• Brief:
Only the lines from the top of the data through the line with "pub fn load_config(config_path: Option<&Path>)" should be repeated, each exactly as written.

(Stored items)
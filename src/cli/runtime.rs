use std::path::{Path, PathBuf};

use anyhow::{Context, Result};
use tracing::{info, warn};
use tracing_subscriber::{layer::SubscriberExt, util::SubscriberInitExt};

use crate::config::{resolve_path, AssistConfig};

/// Install the fmt subscriber. `RUST_LOG` wins over `level`.
pub fn init_logging(level: &str, debug: bool) -> Result<()> {
    let level = if debug {
        tracing::Level::DEBUG
    } else {
        level.parse().context("Invalid log level")?
    };

    tracing_subscriber::registry()
        .with(
            tracing_subscriber::EnvFilter::try_from_default_env()
                .unwrap_or_else(|_| tracing_subscriber::EnvFilter::new(level.to_string())),
        )
        .with(tracing_subscriber::fmt::layer().with_writer(std::io::stderr))
        .init();

    Ok(())
}

pub struct LoadedConfig {
    pub config: AssistConfig,
    pub path: PathBuf,
}

pub fn load_config(config_path: Option<&Path>) -> Result<LoadedConfig> {
    let path = resolve_path(config_path);
    if path.exists() {
        info!("Loading configuration from: {}", path.display());
    } else {
        warn!(
            "Config file not found, using defaults: {}",
            path.display()
        );
    }
    let config = AssistConfig::load(&path)
        .with_context(|| format!("loading configuration from {}", path.display()))?;
    Ok(LoadedConfig { config, path })
}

• Task solution:
filename src/cli/runtime.rs
use std::path::{Path, PathBuf};

use anyhow::{Context, Result};
use tracing::{info, warn};
use tracing_subscriber::{layer::SubscriberExt, util::SubscriberInitExt};

use crate::config::{resolve_path, AssistConfig};

/// Install the fmt subscriber. `RUST_LOG` wins over `level`.
pub fn init_logging(level: &str, debug: bool) -> Result<()> {
    let level = if debug {
        tracing::Level::DEBUG
    } else {
        level.parse().context("Invalid log level")?
    };

    tracing_subscriber::registry()
        .with(
            tracing_subscriber::EnvFilter::try_from_default_env()
                .unwrap_or_else(|_| tracing_subscriber::EnvFilter::new(level.to_string())),
        )
        .with(tracing_subscriber::fmt::layer().with_writer(std::io::stderr))
        .init();

    Ok(())
}

pub struct LoadedConfig {
    pub config: AssistConfig,
    pub path: PathBuf,
}

pub fn load_config(config_path: Option<&Path>) -> Result<LoadedConfig> {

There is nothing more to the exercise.